• [Stored data]
----
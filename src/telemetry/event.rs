//! Structured dispatch events.

use crate::error_code::ErrorKind;
use serde::{Deserialize, Serialize};
use std::time::{Duration, SystemTime, UNIX_EPOCH};

fn timestamp() -> f64 {
    SystemTime::now()
        .duration_since(UNIX_EPOCH)
        .map(|d| d.as_secs_f64())
        .unwrap_or(0.0)
}

/// Pipeline step an event describes.
#[derive(Debug, Clone, Copy, PartialEq, Eq, Hash, Serialize, Deserialize)]
#[serde(rename_all = "snake_case")]
pub enum Operation {
    Admission,
    Dispatch,
    Aggregate,
    Reduce,
    Save,
}

impl Operation {
    pub fn as_str(&self) -> &'static str {
        match self {
            Self::Admission => "admission",
            Self::Dispatch => "dispatch",
            Self::Aggregate => "aggregate",
            Self::Reduce => "reduce",
            Self::Save => "save",
        }
    }
}

#[derive(Debug, Clone, Copy, PartialEq, Eq, Hash, Serialize, Deserialize)]
#[serde(rename_all = "snake_case")]
pub enum EventStatus {
    Success,
    Failure,
    Skipped,
}

impl EventStatus {
    pub fn as_str(&self) -> &'static str {
        match self {
            Self::Success => "success",
            Self::Failure => "failure",
            Self::Skipped => "skipped",
        }
    }
}

/// One observability record: operation, status, duration and error.
#[derive(Debug, Clone, PartialEq, Serialize, Deserialize)]
pub struct DispatchEvent {
    pub run_id: String,
    pub operation: Operation,
    pub status: EventStatus,
    pub worker_id: Option<String>,
    pub duration_ms: Option<u64>,
    pub error_code: Option<String>,
    pub error: Option<String>,
    pub timestamp: f64,
}

impl DispatchEvent {
    pub fn new(run_id: impl Into<String>, operation: Operation, status: EventStatus) -> Self {
        Self {
            run_id: run_id.into(),
            operation,
            status,
            worker_id: None,
            duration_ms: None,
            error_code: None,
            error: None,
            timestamp: timestamp(),
        }
    }

    pub fn success(run_id: impl Into<String>, operation: Operation) -> Self {
        Self::new(run_id, operation, EventStatus::Success)
    }

    pub fn failure(run_id: impl Into<String>, operation: Operation, kind: ErrorKind, error: impl Into<String>) -> Self {
        Self::new(run_id, operation, EventStatus::Failure).with_error(kind, error)
    }

    pub fn with_worker(mut self, worker_id: impl Into<String>) -> Self {
        self.worker_id = Some(worker_id.into());
        self
    }

    pub fn with_duration(mut self, duration: Duration) -> Self {
        self.duration_ms = Some(duration.as_millis() as u64);
        self
    }

    pub fn with_error(mut self, kind: ErrorKind, error: impl Into<String>) -> Self {
        self.error_code = Some(kind.code().to_string());
        self.error = Some(error.into());
        self
    }

    pub fn error_kind(&self) -> Option<ErrorKind> {
        self.error_code.as_deref().and_then(ErrorKind::from_code)
    }

    /// One-line JSON, as written by line-oriented sinks.
    pub fn to_json(&self) -> crate::Result<String> {
        Ok(serde_json::to_string(self)?)
    }
}

#[cfg(test)]
mod tests {
    use super::*;

    #[test]
    fn test_failure_event_json_fields() {
        let event = DispatchEvent::failure("r1", Operation::Reduce, ErrorKind::ReductionFailed, "boom")
            .with_worker("w1")
            .with_duration(Duration::from_millis(1500));
        let value: serde_json::Value = serde_json::from_str(&event.to_json().unwrap()).unwrap();
        assert_eq!(value["operation"], "reduce");
        assert_eq!(value["status"], "failure");
        assert_eq!(value["error_code"], "E4001");
        assert_eq!(value["duration_ms"], 1500);
        assert_eq!(event.error_kind(), Some(ErrorKind::ReductionFailed));
    }
}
----
• [What needs to be done] In the entries above, count the lines that include "Aggregate" and write nothing but that number.

• [Written response] 2